Assignment -> Within the records below, reproduce without change the lines from the line that has "let Some(start) = self.window_start" through the line that has "let elapsed_ms = elapsed.as_secs_f64()", and only those.

Source information ->

■ ■ ■ ■ ■

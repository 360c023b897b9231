//! Playback state machine, frame-rate counter and progress display.
//!
//! [`transition`] is a pure function: it decides the next state and the list
//! of [`Effect`]s, and the player applies those effects to its host.

use std::fmt;
use std::time::{Duration, Instant};

/// Window after which the measured frame rate is reported
pub const FPS_WINDOW: Duration = Duration::from_millis(1000);

#[derive(Debug, Clone, Copy, PartialEq, Eq, Default)]
pub enum PlaybackState {
    #[default]
    Stopped,
    Playing,
    Paused,
}

/// Transport commands, shared by the transport keys and the shortcuts
#[derive(Debug, Clone, Copy, PartialEq, Eq)]
pub enum Command {
    Play,
    Pause,
    Stop,
    /// Pause when playing, play otherwise
    TogglePlayback,
}

impl Command {
    /// Resolve [`Command::TogglePlayback`] against the current state
    pub fn resolve(self, state: PlaybackState) -> Command {
        match self {
            Command::TogglePlayback if state == PlaybackState::Playing => Command::Pause,
            Command::TogglePlayback => Command::Play,
            other => other,
        }
    }
}

/// Text of the status label. Only positive states are ever shown.
#[derive(Debug, Clone, Copy, PartialEq, Eq, Default)]
pub enum Status {
    #[default]
    SystemReady,
    Loading,
    Loaded,
    Playing,
    Paused,
    Stopped,
}

impl fmt::Display for Status {
    fn fmt(&self, f: &mut fmt::Formatter<'_>) -> fmt::Result {
        let label = match self {
            Status::SystemReady => "SYSTEM READY",
            Status::Loading => "LOADING",
            Status::Loaded => "LOADED",
            Status::Playing => "PLAYING",
            Status::Paused => "PAUSED",
            Status::Stopped => "STOPPED",
        };
        f.write_str(label)
    }
}

/// Host work requested by a transition, applied in order
#[derive(Debug, Clone, Copy, PartialEq, Eq)]
pub enum Effect {
    SetStatus(Status),
    /// Start the media and audio timelines together
    StartTimelines,
    /// Halt both timelines
    HaltTimelines,
    /// Seek both timelines to zero
    ResetPositions,
    ScheduleTick,
    CancelTick,
    /// Sample and map the current frame once
    RenderFrame,
    RefreshProgress,
}

/// Decide the next state for a command.
///
/// With controls disabled (nothing loaded yet) every command is ignored.
pub fn transition(
    state: PlaybackState,
    command: Command,
    controls_enabled: bool,
) -> (PlaybackState, Vec<Effect>) {
    if !controls_enabled {
        return (state, Vec::new());
    }

    match (state, command.resolve(state)) {
        (PlaybackState::Playing, Command::Play) => (state, Vec::new()),
        (_, Command::Play) => (
            PlaybackState::Playing,
            vec![
                Effect::SetStatus(Status::Playing),
                Effect::StartTimelines,
                Effect::ScheduleTick,
            ],
        ),
        (PlaybackState::Paused, Command::Pause) => (state, Vec::new()),
        (_, Command::Pause) => (
            PlaybackState::Paused,
            vec![
                Effect::SetStatus(Status::Paused),
                Effect::HaltTimelines,
                Effect::CancelTick,
            ],
        ),
        (_, Command::Stop) => (
            PlaybackState::Stopped,
            vec![
                Effect::SetStatus(Status::Stopped),
                Effect::HaltTimelines,
                Effect::ResetPositions,
                Effect::CancelTick,
                Effect::RenderFrame,
                Effect::RefreshProgress,
            ],
        ),
        (_, Command::TogglePlayback) => unreachable!("toggle is resolved above"),
    }
}

/// Rolling frames-per-second measurement over render ticks
#[derive(Debug, Clone, Default)]
pub struct FpsCounter {
    window_start: Option<Instant>,
    frames: u32,
}

impl FpsCounter {
    pub fn new() -> Self {
        Self::default()
    }

    /// Count one rendered frame. Returns the measured rate once per window.
    pub fn tick(&mut self, now: Instant) -> Option<u32> {
        let Some(start) = self.window_start else {
            self.window_start = Some(now);
            self.frames = 0;
            return None;
        };

        self.frames += 1;
        let elapsed = now.saturating_duration_since(start);
        if elapsed < FPS_WINDOW {
            return None;
        }

        let elapsed_ms = elapsed.as_secs_f64() * 1000.0;
        let fps = (self.frames as f64 * 1000.0 / elapsed_ms).round() as u32;
        self.window_start = Some(now);
        self.frames = 0;
        Some(fps)
    }
}

/// Playback progress as shown by the progress bar and time label
#[derive(Debug, Clone, PartialEq)]
pub struct Progress {
    pub percent: f64,
    pub label: String,
}

impl Progress {
    /// Progress for a position within a duration. `None` while the duration is unknown.
    pub fn compute(position: f64, duration: f64) -> Option<Self> {
        if !(duration.is_finite() && duration > 0.0) {
            return None;
        }
        let percent = position / duration * 100.0;
        let label = format!("{} / {}", format_time(position), format_time(duration));
        Some(Self { percent, label })
    }
}

/// Format seconds as zero-padded `mm:ss`; minutes are not wrapped into hours
pub fn format_time(seconds: f64) -> String {
    let seconds = if seconds.is_finite() && seconds > 0.0 {
        seconds
    } else {
        0.0
    };
    let mins = (seconds / 60.0).floor() as u64;
    let secs = (seconds % 60.0).floor() as u64;
    format!("{:02}:{:02}", mins, secs)
}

■ ■ ■ ■ ■

Response to this exercise ->
        let Some(start) = self.window_start else {
            self.window_start = Some(now);
            self.frames = 0;
            return None;
        };

        self.frames += 1;
        let elapsed = now.saturating_duration_since(start);
        if elapsed < FPS_WINDOW {
            return None;
        }

        let elapsed_ms = elapsed.as_secs_f64() * 1000.0;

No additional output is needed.